The idea behind the presentation is not to do the usual “Intro” and list what the main Oracle operating systems processes – SMON, PMON, RECO etc – are or what the various components of the shared memory do. I always found those talks a little boring and they do not really help you understand why Oracle works the way it does when you use it. I aim to explain what redo is, why it is so important, what actually happens when you commit, how data is written to and read from storage to the cache – and what is actually put in the buffer cache. I explain the concept of point-in-time view, how Oracle does it and why it is so fantastic. And a few other bits and pieces.

I’m not trying to explain to people the absolute correct details of what goes on with all these activities that the database does for you. I’m attempting to give people an understanding of the principles so that more advanced topics make more sense and fit together. The talk is, of course, aimed at people who are relatively new to Oracle – students, new DBAS or developers who have never had explained to them why Oracle works the way it does. But I have found that even some very experienced DBA-types have learnt the odd little nugget of information from the talk.

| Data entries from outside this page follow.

//! Error Types
//!
//! Construction errors are fatal; query errors cover the degenerate
//! compositions that would otherwise divide by zero.

use thiserror::Error;

#[derive(Error, Debug)]
pub enum EmbeddingError {
    #[error("IO error: {0}")]
    Io(#[from] std::io::Error),

    #[error("Dimension mismatch: expected {expected}, got {found}")]
    DimensionMismatch { expected: usize, found: usize },

    #[error("Malformed header: {0}")]
    MalformedHeader(String),

    #[error("Malformed record at line {line}: {reason}")]
    MalformedRecord { line: usize, reason: String },

    #[error("Subword vector table should contain a vector for \"__eps__\"")]
    MissingSentinel,

    #[error("At least one of the word or subword vector tables is required")]
    NoTableProvided,

    #[error("Invalid n-gram range: minn={min_n}, maxn={max_n} (need 1 <= minn <= maxn)")]
    InvalidNgramRange { min_n: usize, max_n: usize },

    #[error("No vector contributed to the composition of {word:?}")]
    NoContribution { word: String },

    #[error("Vector for {word:?} has zero norm")]
    ZeroNorm { word: String },

    #[error("Similarity of {w1:?} and {w2:?} is not finite")]
    NonFiniteSimilarity { w1: String, w2: String },
}

pub type Result<T> = std::result::Result<T, EmbeddingError>;
//! Vector Module
//!
//! Vector tables, subword composition and similarity scoring.

mod combined;
mod ngram;
mod similarity;
mod table;

pub use combined::{CombinedEmbeddings, Composition};
pub use ngram::{enumerate_ngrams, NgramVectorTable, BOW, EOW, EPS};
pub use similarity::{add_assign, dot_product, euclidean_norm, scale};
pub use table::VectorTable;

Of course, in an hour there is only so much detail I can go into when covering what is a pretty broad set of topics. And I lie about things. I say things that are not strictly true, that do not apply if more advanced features of Oracle are used, or that ignore a whole bucket full of exceptions. But it’s like teaching astrophysics at school. You first learn about how the Sun is at the centre of the solar system, all the planets & moons revolve around each other due to gravity and the sun is hot due to nuclear fusion. No one mentions how the earth’s orbit varies over thousands and millions of years until you have the basics. Or that GPS satellites have to take into account the theory of relativity to be as accurate as they are. Those finer details are great to learn but they do not change the fundamental principles of planets going around suns and rocks falling out of the sky – and you need to know the simpler overall “story” to slot in the more complex information.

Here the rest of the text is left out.